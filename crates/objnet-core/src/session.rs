//! Session tokens and the challenge-response negotiation that produces them.
//!
//! The handshake runs over one bidirectional stream:
//!
//! 1. the client proposes `{owner, scope, epochs}`;
//! 2. the service echoes it unsigned, adding the negotiated public key;
//! 3. the client checks the echo field-for-field against its proposal;
//! 4. the client signs the echo and sends it back;
//! 5. the service answers with the accepted token.
//!
//! [`Negotiation`] models each step as its own state type, so a token can
//! only be signed after its echo has been checked.

use ed25519_dalek::{Signature, Signer, SigningKey, Verifier, VerifyingKey};
use serde::{Deserialize, Serialize};
use sha2::{Digest, Sha256};
use tracing::{debug, warn};

use crate::error::{ObjnetError, Result};
use crate::refs::{ObjectId, OwnerId};
use crate::rpc::{CreateRequest, CreateResponse};
use crate::transport::{Duplex, ObjectService};

pub type SessionStream = Duplex<CreateRequest, CreateResponse>;

#[derive(Clone, Debug, Default, PartialEq, Eq, Serialize, Deserialize)]
pub struct TokenHeader {
    /// Session public key chosen by the service.
    #[serde(with = "crate::serde_hex::option", default)]
    pub public_key: Option<[u8; 32]>,
    /// Service acceptance: session key signature over the owner signature.
    #[serde(with = "crate::serde_hex::option", default)]
    pub key_signature: Option<Vec<u8>>,
}

#[derive(Clone, Debug, PartialEq, Eq, Serialize, Deserialize)]
pub struct OwnerSignature {
    #[serde(with = "crate::serde_hex")]
    pub public_key: [u8; 32],
    #[serde(with = "crate::serde_hex")]
    pub signature: Vec<u8>,
}

/// Credential scoping an owner's authority to object ids and an epoch window.
#[derive(Clone, Debug, PartialEq, Eq, Serialize, Deserialize)]
pub struct SessionToken {
    pub owner_id: OwnerId,
    pub object_ids: Vec<ObjectId>,
    pub first_epoch: u64,
    pub last_epoch: u64,
    #[serde(default)]
    pub header: TokenHeader,
    #[serde(default)]
    pub signature: Option<OwnerSignature>,
}

impl SessionToken {
    /// Unsigned proposal for `scope` on behalf of `key`'s owner.
    pub fn proposal(key: &SigningKey, scope: &SessionScope) -> Self {
        Self {
            owner_id: OwnerId::from_public_key(&key.verifying_key()),
            object_ids: scope.object_ids.clone(),
            first_epoch: scope.first_epoch,
            last_epoch: scope.last_epoch,
            header: TokenHeader::default(),
            signature: None,
        }
    }

    /// Digest covered by the owner signature.
    pub fn signed_digest(&self) -> [u8; 32] {
        let mut hasher = Sha256::new();
        hasher.update(b"objnet-session-v1");
        hasher.update(self.owner_id.as_bytes());
        hasher.update((self.object_ids.len() as u64).to_le_bytes());
        for oid in &self.object_ids {
            hasher.update(oid.as_bytes());
        }
        hasher.update(self.first_epoch.to_le_bytes());
        hasher.update(self.last_epoch.to_le_bytes());
        match &self.header.public_key {
            Some(pk) => {
                hasher.update([1u8]);
                hasher.update(pk);
            }
            None => hasher.update([0u8]),
        }
        hasher.finalize().into()
    }

    pub fn sign(&mut self, key: &SigningKey) {
        let signature = key.sign(&self.signed_digest());
        self.signature = Some(OwnerSignature {
            public_key: key.verifying_key().to_bytes(),
            signature: signature.to_bytes().to_vec(),
        });
    }

    /// Check that the token is signed by the key its owner id derives from.
    pub fn verify_owner(&self) -> Result<()> {
        let sig = self
            .signature
            .as_ref()
            .ok_or_else(|| ObjnetError::Signature("token is not signed".into()))?;
        let key = VerifyingKey::from_bytes(&sig.public_key)
            .map_err(|e| ObjnetError::Signature(e.to_string()))?;
        if OwnerId::from_public_key(&key) != self.owner_id {
            return Err(ObjnetError::Signature(
                "signing key does not belong to token owner".into(),
            ));
        }
        let signature = Signature::from_slice(&sig.signature)
            .map_err(|e| ObjnetError::Signature(e.to_string()))?;
        key.verify(&self.signed_digest(), &signature)
            .map_err(|_| ObjnetError::Signature("owner signature invalid".into()))
    }

    /// Service side: countersign with the negotiated session key.
    pub fn accept(&mut self, session_key: &SigningKey) -> Result<()> {
        let sig = self
            .signature
            .as_ref()
            .ok_or_else(|| ObjnetError::Signature("token is not signed".into()))?;
        let acceptance = session_key.sign(&sig.signature);
        self.header.key_signature = Some(acceptance.to_bytes().to_vec());
        Ok(())
    }

    /// Check the service acceptance against the negotiated public key.
    pub fn verify_acceptance(&self) -> Result<()> {
        let pk = self
            .header
            .public_key
            .ok_or_else(|| ObjnetError::Signature("token without session key".into()))?;
        let owner_sig = self
            .signature
            .as_ref()
            .ok_or_else(|| ObjnetError::Signature("token is not signed".into()))?;
        let acceptance = self
            .header
            .key_signature
            .as_ref()
            .ok_or_else(|| ObjnetError::Signature("token is not accepted".into()))?;
        let key =
            VerifyingKey::from_bytes(&pk).map_err(|e| ObjnetError::Signature(e.to_string()))?;
        let signature = Signature::from_slice(acceptance)
            .map_err(|e| ObjnetError::Signature(e.to_string()))?;
        key.verify(&owner_sig.signature, &signature)
            .map_err(|_| ObjnetError::Signature("acceptance signature invalid".into()))
    }

    /// Whether every id is in scope and `epoch` lies in the window.
    pub fn authorizes(&self, object_ids: &[ObjectId], epoch: u64) -> bool {
        (self.first_epoch..=self.last_epoch).contains(&epoch)
            && object_ids.iter().all(|oid| self.object_ids.contains(oid))
    }

    fn same_proposal(&self, other: &SessionToken) -> bool {
        self.owner_id == other.owner_id
            && self.first_epoch == other.first_epoch
            && self.last_epoch == other.last_epoch
            && self.object_ids == other.object_ids
    }
}
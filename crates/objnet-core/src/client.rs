//! High-level client: one method per remote operation, each bounded by the
//! configured deadline.

use std::future::Future;
use std::io::SeekFrom;
use std::time::{SystemTime, UNIX_EPOCH};

use ed25519_dalek::SigningKey;
use tokio::io::{AsyncRead, AsyncSeek, AsyncSeekExt, AsyncWrite};
use tracing::{debug, info, warn};

use crate::config::ClientConfig;
use crate::error::{ObjnetError, Result};
use crate::object::{CreationPoint, Header, Object, Query, Range, SystemHeader};
use crate::refs::{Address, ContainerId, ObjectId, OwnerId};
use crate::rpc::{DeleteRequest, GetRangeRequest, GetRequest, HeadRequest, SearchRequest};
use crate::session::{establish_session, SessionScope, SessionToken};
use crate::transfer::{Download, DownloadReport, DownloadStart, Upload, UploadReceipt};
use crate::transport::ObjectService;
use crate::verify::{self, RangeCheck};

#[derive(Clone, Debug, PartialEq, Eq)]
pub struct PutOutcome {
    pub receipt: UploadReceipt,
    /// Full-range hash comparison, when verification was requested.
    pub verified: Option<Verification>,
}

/// Post-upload check of a stored object.
#[derive(Clone, Debug, PartialEq, Eq)]
pub enum Verification {
    Matched,
    Mismatched,
    /// The hash request failed. The object is stored regardless.
    Unavailable(String),
}

#[derive(Clone, Debug, PartialEq, Eq)]
pub enum GetOutcome {
    /// The address holds a verified tombstone; nothing was written.
    Removed(Object),
    Received(DownloadReport),
}

pub struct Client<S> {
    service: S,
    key: SigningKey,
    config: ClientConfig,
}

impl<S: ObjectService> Client<S> {
    pub fn new(service: S, key: SigningKey, config: ClientConfig) -> Result<Self> {
        config.validate()?;
        Ok(Self {
            service,
            key,
            config,
        })
    }

    pub fn owner_id(&self) -> OwnerId {
        OwnerId::from_public_key(&self.key.verifying_key())
    }

    pub fn config(&self) -> &ClientConfig {
        &self.config
    }

    pub fn service(&self) -> &S {
        &self.service
    }

    async fn with_deadline<T>(&self, op: impl Future<Output = Result<T>>) -> Result<T> {
        match self.config.timeout {
            Some(limit) => tokio::time::timeout(limit, op)
                .await
                .map_err(|_| ObjnetError::DeadlineExceeded)?,
            None => op.await,
        }
    }

    fn scope(&self, object_ids: Vec<ObjectId>) -> SessionScope {
        SessionScope::new(object_ids, self.config.first_epoch, self.config.last_epoch)
    }

    pub async fn establish_session(&self, object_ids: Vec<ObjectId>) -> Result<SessionToken> {
        let scope = self.scope(object_ids);
        self.with_deadline(establish_session(&self.service, &self.key, &scope))
            .await
    }

    /// Store the whole of `source` as a new object in `container_id`.
    pub async fn put<R>(
        &self,
        container_id: ContainerId,
        source: &mut R,
        headers: Vec<Header>,
    ) -> Result<PutOutcome>
    where
        R: AsyncRead + AsyncSeek + Unpin + Send + ?Sized,
    {
        let receipt = self
            .with_deadline(self.upload(container_id, source, headers))
            .await?;
        let verified = if self.config.verify_after_put {
            Some(match self.verify_upload(&receipt).await {
                Ok(true) => Verification::Matched,
                Ok(false) => {
                    warn!(address = %receipt.address, "stored payload differs from upload");
                    Verification::Mismatched
                }
                Err(err) => {
                    warn!(address = %receipt.address, %err, "can't verify upload");
                    Verification::Unavailable(err.to_string())
                }
            })
        } else {
            None
        };
        Ok(PutOutcome { receipt, verified })
    }

    async fn upload<R>(
        &self,
        container_id: ContainerId,
        source: &mut R,
        headers: Vec<Header>,
    ) -> Result<UploadReceipt>
    where
        R: AsyncRead + AsyncSeek + Unpin + Send + ?Sized,
    {
        let payload_length = source.seek(SeekFrom::End(0)).await?;
        source.seek(SeekFrom::Start(0)).await?;

        let id = ObjectId::new();
        let object = Object::new(
            SystemHeader {
                id,
                owner_id: self.owner_id(),
                container_id,
                payload_length,
                version: 1,
                created_at: CreationPoint {
                    unix_time: unix_now(),
                    epoch: 0,
                },
            },
            headers,
        );
        let token = establish_session(&self.service, &self.key, &self.scope(vec![id])).await?;

        let mut upload = Upload::new(self.service.put().await?, self.config.chunk_size)?
            .send_header(object, Some(token), self.config.ttl)
            .await?;
        upload.stream_from(source).await?;
        upload.finish().await
    }

    /// Download `address` into `sink`. A partial payload stays in the sink
    /// when the transfer fails midway.
    pub async fn get<W>(&self, address: Address, sink: &mut W) -> Result<GetOutcome>
    where
        W: AsyncWrite + Unpin + Send + ?Sized,
    {
        self.get_into(address, |_| async move { Ok::<_, std::io::Error>(sink) })
            .await
    }

    /// Like [`Client::get`], but the sink is opened only once the first
    /// frame announced a live object. Removed objects and failed requests
    /// never call `open_sink`.
    pub async fn get_into<F, Fut, W>(&self, address: Address, open_sink: F) -> Result<GetOutcome>
    where
        F: FnOnce(&Object) -> Fut + Send,
        Fut: Future<Output = std::io::Result<W>> + Send,
        W: AsyncWrite + Unpin + Send,
    {
        self.with_deadline(async {
            let stream = self
                .service
                .get(GetRequest {
                    address,
                    ttl: self.config.ttl,
                })
                .await?;
            match Download::new(stream).receive_header().await? {
                DownloadStart::Removed(object) => Ok(GetOutcome::Removed(object)),
                DownloadStart::Receiving(download) => {
                    let mut sink = open_sink(download.object()).await?;
                    let report = download.copy_to(&mut sink).await?;
                    debug!(
                        %address,
                        bytes = report.bytes,
                        chunks = report.chunks,
                        "object received"
                    );
                    Ok(GetOutcome::Received(report))
                }
            }
        })
        .await
    }

    pub async fn delete(&self, address: Address) -> Result<()> {
        self.with_deadline(async {
            let token = establish_session(
                &self.service,
                &self.key,
                &self.scope(vec![address.object_id()]),
            )
            .await?;
            self.service
                .delete(DeleteRequest {
                    address,
                    owner_id: self.owner_id(),
                    token,
                    ttl: self.config.ttl,
                })
                .await?;
            info!(%address, "object deleted");
            Ok(())
        })
        .await
    }

    /// Object header with the payload stripped.
    pub async fn head(&self, address: Address, full_headers: bool) -> Result<Object> {
        let request = HeadRequest {
            address,
            full_headers,
            ttl: self.config.ttl,
        };
        let response = self.with_deadline(self.service.head(request)).await?;
        Ok(response.object)
    }

    pub async fn search(&self, container_id: ContainerId, query: Query) -> Result<Vec<Address>> {
        let request = SearchRequest {
            container_id,
            query,
            ttl: self.config.ttl,
        };
        let response = self.with_deadline(self.service.search(request)).await?;
        Ok(response.addresses)
    }

    /// One payload fragment per range, in request order.
    pub async fn get_range(&self, address: Address, ranges: &[Range]) -> Result<Vec<Vec<u8>>> {
        let request = GetRangeRequest {
            address,
            ranges: ranges.to_vec(),
            ttl: self.config.ttl,
        };
        let response = self.with_deadline(self.service.get_range(request)).await?;
        if response.fragments.len() != ranges.len() {
            return Err(ObjnetError::integrity(format!(
                "requested {} ranges, received {}",
                ranges.len(),
                response.fragments.len()
            )));
        }
        for (range, fragment) in ranges.iter().zip(&response.fragments) {
            if fragment.len() as u64 != range.length {
                return Err(ObjnetError::integrity(format!(
                    "range {range} returned {} bytes",
                    fragment.len()
                )));
            }
        }
        Ok(response.fragments)
    }

    /// Remote range digests, compared with `local` when given.
    pub async fn get_range_hash<R>(
        &self,
        address: Address,
        ranges: &[Range],
        salt: &[u8],
        local: Option<&mut R>,
    ) -> Result<Vec<RangeCheck>>
    where
        R: AsyncRead + AsyncSeek + Unpin + Send + ?Sized,
    {
        self.with_deadline(verify::verify_ranges(
            &self.service,
            address,
            ranges,
            salt,
            self.config.ttl,
            local,
        ))
        .await
    }

    pub async fn verify_upload(&self, receipt: &UploadReceipt) -> Result<bool> {
        self.with_deadline(verify::verify_upload(&self.service, receipt, self.config.ttl))
            .await
    }
}

fn unix_now() -> i64 {
    SystemTime::now()
        .duration_since(UNIX_EPOCH)
        .map(|d| d.as_secs() as i64)
        .unwrap_or_default()
}
//! objnet-node — in-memory object node served over TCP, for manual testing.
//!
//! Usage:
//!   objnet-node [--bind 127.0.0.1:7070] [--epoch N] [--frame-size BYTES]

use std::sync::Arc;

use anyhow::{Context, Result};
use clap::Parser;
use tokio::net::TcpListener;
use tracing::info;
use tracing_subscriber::EnvFilter;

use objnet_core::memory::{MemoryNode, DEFAULT_FRAME_SIZE};

#[derive(Parser)]
#[command(name = "objnet-node")]
#[command(about = "In-memory objnet node (state is lost on exit)", long_about = None)]
struct Args {
    #[arg(long, default_value = "127.0.0.1:7070")]
    bind: String,

    /// Current epoch; session tokens must cover it
    #[arg(long, default_value_t = 0)]
    epoch: u64,

    /// Payload bytes per download frame
    #[arg(long, default_value_t = DEFAULT_FRAME_SIZE)]
    frame_size: usize,
}

#[tokio::main]
async fn main() -> Result<()> {
    tracing_subscriber::fmt()
        .with_env_filter(
            EnvFilter::try_from_default_env().unwrap_or_else(|_| EnvFilter::new("info")),
        )
        .init();

    let args = Args::parse();
    let listener = TcpListener::bind(&args.bind)
        .await
        .with_context(|| format!("can't bind {}", args.bind))?;
    let node = MemoryNode::with_frame_size(args.epoch, args.frame_size);
    info!(bind = %args.bind, epoch = args.epoch, "node starting");

    tokio::select! {
        res = objnet_core::net::serve(listener, Arc::new(node)) => res.context("node stopped")?,
        _ = tokio::signal::ctrl_c() => info!("shutting down"),
    }
    Ok(())
}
* * * * * * *
* [PROBLEM REQUIREMENTS]
Every line above that holds the string "integrity" counts once; give the total and nothing more.

* [ANSWER FOR THIS EXERCISE]
2